La directrice aux affaires nationales de la FCEI, Christina Santini, indique que plusieurs entrepreneurs peinent à comprendre les différentes options de remboursement des prêts d'urgence octroyés pendant la pandémie.
Photo : Radio-Canada / Félix Desroches
Surprise après avoir remboursé son prêt
Ania Jamila fait partie des entrepreneurs à qui le remboursement du prêt CUEC cause bien des maux de tête.
Durant la pandémie, les activités de son entreprise de production audiovisuelle sont complètement interrompues. Les 40 000 dollars qu’elle obtient au titre du programme CUEC lui permettent de maintenir son entreprise à flot et de la relancer lorsque les mesures sanitaires s’assouplissent.

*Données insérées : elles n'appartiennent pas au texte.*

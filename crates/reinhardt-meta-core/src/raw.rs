//! Raw per-component metadata declarations.
//!
//! A [`RawMetaInfo`] is the snapshot one component declares. The resolver
//! folds an ordered list of them into one [`MergedMetaInfo`].
//!
//! ```
//! use reinhardt_meta_core::{RawMetaInfo, RawTag};
//!
//! let info = RawMetaInfo::new()
//!     .title("Home")
//!     .title_template("%s | Example")
//!     .meta(RawTag::meta_name("description", "Landing page").vmid("description"))
//!     .script(RawTag::script_src("/app.js").body());
//!
//! assert_eq!(info.meta.len(), 1);
//! ```
//!
//! [`MergedMetaInfo`]: crate::resolve::MergedMetaInfo

use crate::attr::{AttrMap, AttrValue};
use crate::descriptor::TagKey;
use crate::error::{MetaError, MetaResult};
use crate::field::MetaField;
use crate::options::MetaOptions;
use crate::resolve::MergedMetaInfo;
use crate::template::Template;
use serde_json::{Map, Value, json};
use std::collections::{BTreeMap, BTreeSet};
use std::fmt;
use std::sync::Arc;

/// Raw-object key disabling escaping for whole fields.
pub const DISABLE_SANITIZERS_KEY: &str = "__dangerouslyDisableSanitizers";

/// Raw-object key disabling escaping for attributes of identified entries.
pub const DISABLE_SANITIZERS_BY_TAG_ID_KEY: &str = "__dangerouslyDisableSanitizersByTagID";

/// Keys naming a tag's inner content in sanitizer exemptions.
pub const CONTENT_KEYS: [&str; 2] = ["innerHTML", "cssText"];

/// Attributes that identify what a `meta` entry describes.
pub const META_DISCRIMINANTS: [&str; 5] = ["name", "property", "http-equiv", "charset", "itemprop"];

/// Callback run once an element's load event fired.
#[derive(Clone)]
pub struct LoadCallback(Arc<dyn Fn() + Send + Sync>);

impl LoadCallback {
	/// Wraps a function.
	pub fn new<F>(f: F) -> Self
	where
		F: Fn() + Send + Sync + 'static,
	{
		Self(Arc::new(f))
	}

	/// Invokes the callback.
	pub fn call(&self) {
		(self.0)()
	}
}

impl fmt::Debug for LoadCallback {
	fn fmt(&self, f: &mut fmt::Formatter<'_>) -> fmt::Result {
		f.write_str("LoadCallback(..)")
	}
}

impl PartialEq for LoadCallback {
	fn eq(&self, other: &Self) -> bool {
		Arc::ptr_eq(&self.0, &other.0)
	}
}

/// Hook run after every completed client cycle with the added and removed tags.
#[derive(Clone)]
pub struct ChangedHook(Arc<dyn Fn(&MergedMetaInfo, &[TagKey], &[TagKey]) + Send + Sync>);

impl ChangedHook {
	/// Wraps a function.
	pub fn new<F>(f: F) -> Self
	where
		F: Fn(&MergedMetaInfo, &[TagKey], &[TagKey]) + Send + Sync + 'static,
	{
		Self(Arc::new(f))
	}

	/// Invokes the hook.
	pub fn call(&self, info: &MergedMetaInfo, added: &[TagKey], removed: &[TagKey]) {
		(self.0)(info, added, removed)
	}
}

impl fmt::Debug for ChangedHook {
	fn fmt(&self, f: &mut fmt::Formatter<'_>) -> fmt::Result {
		f.write_str("ChangedHook(..)")
	}
}

/// Hook run once the refresh following a navigation completed.
#[derive(Clone)]
pub struct AfterNavigationHook(Arc<dyn Fn(&MergedMetaInfo) + Send + Sync>);

impl AfterNavigationHook {
	/// Wraps a function.
	pub fn new<F>(f: F) -> Self
	where
		F: Fn(&MergedMetaInfo) + Send + Sync + 'static,
	{
		Self(Arc::new(f))
	}

	/// Invokes the hook.
	pub fn call(&self, info: &MergedMetaInfo) {
		(self.0)(info)
	}
}

impl fmt::Debug for AfterNavigationHook {
	fn fmt(&self, f: &mut fmt::Formatter<'_>) -> fmt::Result {
		f.write_str("AfterNavigationHook(..)")
	}
}

/// One entry of a list field (`meta`, `link`, `style`, `script`, `noscript`).
#[derive(Debug, Clone, Default, PartialEq)]
pub struct RawTag {
	/// Identifier used to override the same logical tag across components.
	pub vmid: Option<String>,
	/// Element attributes in declaration order.
	pub attrs: AttrMap,
	/// Inner content (`innerHTML` / `cssText`).
	pub content: Option<String>,
	/// JSON payload rendered as the content of a script.
	pub json: Option<Value>,
	/// Template applied to the `content` attribute of a meta entry.
	pub template: Option<Template>,
	/// Render once and never recreate or remove afterwards.
	pub once: bool,
	/// Take part in the merge but never emit.
	pub skip: bool,
	/// Place at the end of the body.
	pub body: bool,
	/// Place at the start of the body.
	pub pbody: bool,
	/// Invoked once after the element loaded.
	pub callback: Option<LoadCallback>,
	/// Removes an earlier entry sharing the identifier instead of replacing it.
	pub removal: bool,
}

On s’est senti soutenu. On s’est senti épaulé par le gouvernement dans une situation un peu compliquée
, explique-t-elle.
Le prêt lui permet d’orchestrer un virage vers la production cinématographique. Après deux ans de travail acharné, elle signe quelques contrats importants qui lui donnent un peu de marge de manœuvre.
Avec les liquidités, elle rembourse en décembre dernier les 30 000 dollars qu’elle croit devoir au gouvernement.
Le prêt du programme CUEC a permis à Ania Jamila de donner un nouveau souffle à son entreprise de production audiovisuelle.
Photo : Radio-Canada / Yanick Lepage
J'étais très fière de rembourser [le prêt] avant l'échéance [du 18 janvier]. Le rembourser début décembre, je me suis sentie libérée. Je me suis sentie accomplie
, dit-elle avec émotion.
Ces sentiments font place à l’incompréhension lorsqu'au début janvier, elle lit un courriel de sa banque qui lui avait échappé quelques semaines plutôt.
On l’informe qu’elle a été jugée inadmissible au programme gouvernemental. Son institution financière lui réclame avant le 31 décembre les 10 000 dollars qu’elle pensait exonérés. Sa banque lui explique ne pas être responsable de la décision et la dirige vers un centre d’appels mis sur pied par Ottawa.
Un message automatisé lui indique alors que les décisions quant à l’admissibilité au prêt sont définitives et qu’il n’y a pas de recours possibles.
Je me sens dupée. Je me sens abasourdie. Je ne comprends pas ce qui se passe, [...] alors que j'ai fait les choses en règle selon moi
, confie Mme Jamila.
À ce jour, elle ne sait toujours pas pourquoi elle n’a pas été jugée admissible au programme. Elle entend néanmoins rembourser au plus tôt les 10 000 dollars afin de tourner la page.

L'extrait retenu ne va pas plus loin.